Passkey policy will increasingly split along assurance lines. The governance decision is no longer whether to adopt passkeys, but which form of passkey is acceptable for which identity and risk class. That means enrollment, recovery, and privileged access policy must be written together, not as separate workstreams.
Identity teams should expect AI to increase pressure on both authentication and recovery paths. Deepfake-assisted impersonation raises the value of origin-bound credentials, while automated social engineering makes fallback channels more attractive to attackers. Organisations that tighten recovery controls and reduce relayable factors will have a materially better operating position.
For practitioners
- Prioritise phishing-resistant authentication for high-risk access paths Start with privileged users, finance, admin consoles, and any workflow that can trigger sensitive changes. Replace promptable MFA where attacker-in-the-middle risk is highest, then expand to broader workforce access after enrollment and recovery are stable.

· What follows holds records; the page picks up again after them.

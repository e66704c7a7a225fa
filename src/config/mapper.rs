use super::file::RawMapping;
use super::schema::{FieldKind, Schema};
use super::ConfigError;

/// Builds a `T` from `raw`, starting from `defaults`.
///
/// Fields are processed in schema order. A required field missing from `raw`
/// fails immediately; optional fields missing from `raw` keep the value they
/// have in `defaults`. Once every field is processed, all keys the schema does
/// not know are reported together.
pub fn map<T: Clone>(schema: &Schema<T>, raw: &RawMapping, defaults: &T) -> Result<T, ConfigError> {
    let mut target = defaults.clone();

    for field in schema.fields() {
        let key = field.key();
        let Some(value) = raw.get(key) else {
            if field.is_required() {
                return Err(ConfigError::MissingRequiredKey(key.to_string()));
            }
            continue;
        };

        match field.kind() {
            FieldKind::Int => {
                let parsed = parse_int(value).ok_or_else(|| ConfigError::TypeCoercion {
                    key: key.to_string(),
                    value: value.clone(),
                })?;
                field.set_int(&mut target, parsed);
            }
            FieldKind::String => {
                field.set_string(&mut target, value.clone());
            }
        }
    }

    let unknown: Vec<String> = raw
        .keys()
        .filter(|key| !schema.contains(key))
        .cloned()
        .collect();
    if !unknown.is_empty() {
        return Err(ConfigError::UnknownKeys(unknown));
    }

    Ok(target)
}

/// Decimal integer with an optional sign; nothing else.
fn parse_int(s: &str) -> Option<i64> {
    let digits = s.strip_prefix(['-', '+']).unwrap_or(s);
    if digits.is_empty() || !digits.chars().all(|c| c.is_ascii_digit()) {
        return None;
    }
    s.parse().ok()
}
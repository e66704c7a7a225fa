use kamonitu_config::{AppContext, CheckDefinition, Schematic, DEFAULT_CONFIG_PATH};

fn main() -> Result<(), kamonitu_config::Error> {
    let path = std::env::args()
        .nth(1)
        .unwrap_or_else(|| DEFAULT_CONFIG_PATH.to_string());

    let ctx = AppContext::load(&path)?;

    println!("Application config ({path}):");
    for (key, source) in ctx.config_provenance().iter() {
        println!("  {key:<42} {source}");
    }

    // Failed files are reported but don't stop the others from loading
    let scan = ctx.checks().scan()?;
    for (file, check) in &scan.entities {
        println!("\n{file}:");
        for (key, value) in CheckDefinition::schema().render(&check.value) {
            let source = check.provenance.get(&key).map(|s| s.as_str()).unwrap_or("-");
            println!("  {key:<42} {value:<30} {source}");
        }
    }
    if let Some(errors) = &scan.errors {
        eprintln!("\n{errors}");
    }

    Ok(())
}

- Separate convenience passkeys from assurance-grade authenticators Define which user groups can use synchronised passkeys and which roles require hardware-bound keys. Document the decision by application tier, data sensitivity, and recovery requirements so the policy is enforceable instead of aspirational.
- Rework account recovery as an assurance control Treat recovery as part of the authentication boundary, not an operational exception. Require strong identity proofing, resistant backup methods, and explicit recovery logging because many phishing-resistant programmes fail at the fallback path.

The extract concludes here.